I was going to profile an Australian artist called Ben Frost. A friend recently sent a link to his School of Emotional Engineering song To Be Continued/Refrain and I thought it was pretty nice. I like the self-aware crackling and the effect on the piano. I like the whispers, the echoes and the repetition. As I started reading about Frost I realised he is involved in a community of musicians and composers who are either based in, have recorded in or are from Iceland. This community includes Ben Frost of course, who now lives in Reykjavík, Valgeir Sigurosson, Nico Muhly, Amina, Jón Þór Birgisso (Jonsi), Sigur Ros, Mum, cellist Hildur Guðnadóttir and of course Bjork. While you may not have heard of them all, chances are you have heard of some of these performers and musicians.
I don’t think it is surprising that a place like Iceland is the home of and a magnet for such intense creative output. I think places with an extreme environment can act like a pressure cooker for self expression. And by extreme environment I don’t always mean the climate, it can also be social or political extremities – forces that can act as a weight on the human spirit. With pressure, there is density. This is true for the physical world, and perhaps also for the spiritual and creative realms.

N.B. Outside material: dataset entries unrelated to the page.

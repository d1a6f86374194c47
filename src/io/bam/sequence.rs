//! 4-bit BAM sequence encoding.
//!
//! BAM stores two bases per byte, high nibble first. The nibble indexes
//! into `=ACMGRSVTWYHKDBN`; an odd-length sequence pads the final low
//! nibble with zero.

use crate::error::{Error, Result};

/// BAM 4-bit to ASCII base lookup table.
const SEQ_LOOKUP: [u8; 16] = [
    b'=', b'A', b'C', b'M', // 0-3
    b'G', b'R', b'S', b'V', // 4-7
    b'T', b'W', b'Y', b'H', // 8-11
    b'K', b'D', b'B', b'N', // 12-15
];

/// The unknown-base symbol.
pub const UNKNOWN_BASE: u8 = b'N';

/// Decode a 4-bit encoded sequence to ASCII.
///
/// # Example
///
/// ```
/// use bamtally::io::bam::decode_sequence;
///
/// // 0x12 0x48 encodes A C G T
/// let sequence = decode_sequence(&[0x12, 0x48], 4).unwrap();
/// assert_eq!(sequence, b"ACGT");
/// ```
pub fn decode_sequence(data: &[u8], length: usize) -> Result<Vec<u8>> {
    let required = length.div_ceil(2);
    if data.len() < required {
        return Err(Error::InvalidRecord(format!(
            "insufficient sequence data: need {} bytes for {} bases, got {}",
            required,
            length,
            data.len()
        )));
    }

    let mut sequence = Vec::with_capacity(length);
    for &byte in &data[..length / 2] {
        sequence.push(SEQ_LOOKUP[(byte >> 4) as usize]);
        sequence.push(SEQ_LOOKUP[(byte & 0x0F) as usize]);
    }
    if length % 2 == 1 {
        sequence.push(SEQ_LOOKUP[(data[length / 2] >> 4) as usize]);
    }

    Ok(sequence)
}

/// Append the 4-bit encoding of `bases` to `out`.
///
/// Lowercase bases are encoded as their uppercase code; anything outside the
/// BAM alphabet becomes `N`.
pub fn encode_sequence(bases: &[u8], out: &mut Vec<u8>) {
    out.reserve(bases.len().div_ceil(2));
    for pair in bases.chunks(2) {
        let high = base_to_nibble(pair[0]);
        let low = pair.get(1).map_or(0, |&b| base_to_nibble(b));
        out.push((high << 4) | low);
    }
}

fn base_to_nibble(base: u8) -> u8 {
    match base.to_ascii_uppercase() {
        b'=' => 0,
        b'A' => 1,
        b'C' => 2,
        b'M' => 3,
        b'G' => 4,
        b'R' => 5,
        b'S' => 6,
        b'V' => 7,
        b'T' => 8,
        b'W' => 9,
        b'Y' => 10,
        b'H' => 11,
        b'K' => 12,
        b'D' => 13,
        b'B' => 14,
        _ => 15,
    }
}

/// Whether a non-empty sequence consists only of the unknown base.
pub fn is_all_unknown(sequence: &[u8]) -> bool {
    !sequence.is_empty() && sequence.iter().all(|&b| b == UNKNOWN_BASE)
}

I don’t know much about Iceland except for their progressive attitude, mystical tendencies, cold climate and hard living. I came across a video link on Dylan Carlson’s blog Dr Carlson Albion featuring Icelandic people and their beliefs in the ‘invisible world’. Perhaps their consistent connection with their environment has enabled a consistently open-minded attitude towards the unknowable. According to a 2005 New York Times article, the majority of Icelanders either believe in elves or are unwilling to rule out their existence.
The link between the northern countries and our own Anglosaxon heritage is tangible. Beowulf is one of the first instances of Anglosaxon story telling. Set in Scandinavia its author is unknown and was most likely an aural tradition that became a recorded document and more or less the beginning of Anglosaxon literature. This story very much echoes the Icelandic sagas and still resonates with us today. The Icelandic author Halldor Laxness also resonated with the western world. He won the Nobel prize for literature in 1955 and has written books that reflect the hardships of Icelandic life and the importance of self-reliance and independence in their culture. His stories seem analogous of the country itself, a blend of hostile brutality and fragile beauty.
The glacial sounds of Iceland are very much a trend in instrumental music right now. Think of the music of Peter Broderick, Nils Frahm, Library Tapes, Grouper and Sylvain Chauveau for example. They all seem to be creating work that is silent, crushing, forging, melancholic and expansive. It seems the brutality and beauty of Iceland has a far reach and continues to be a source of wonder and inspiration for natives and outsiders.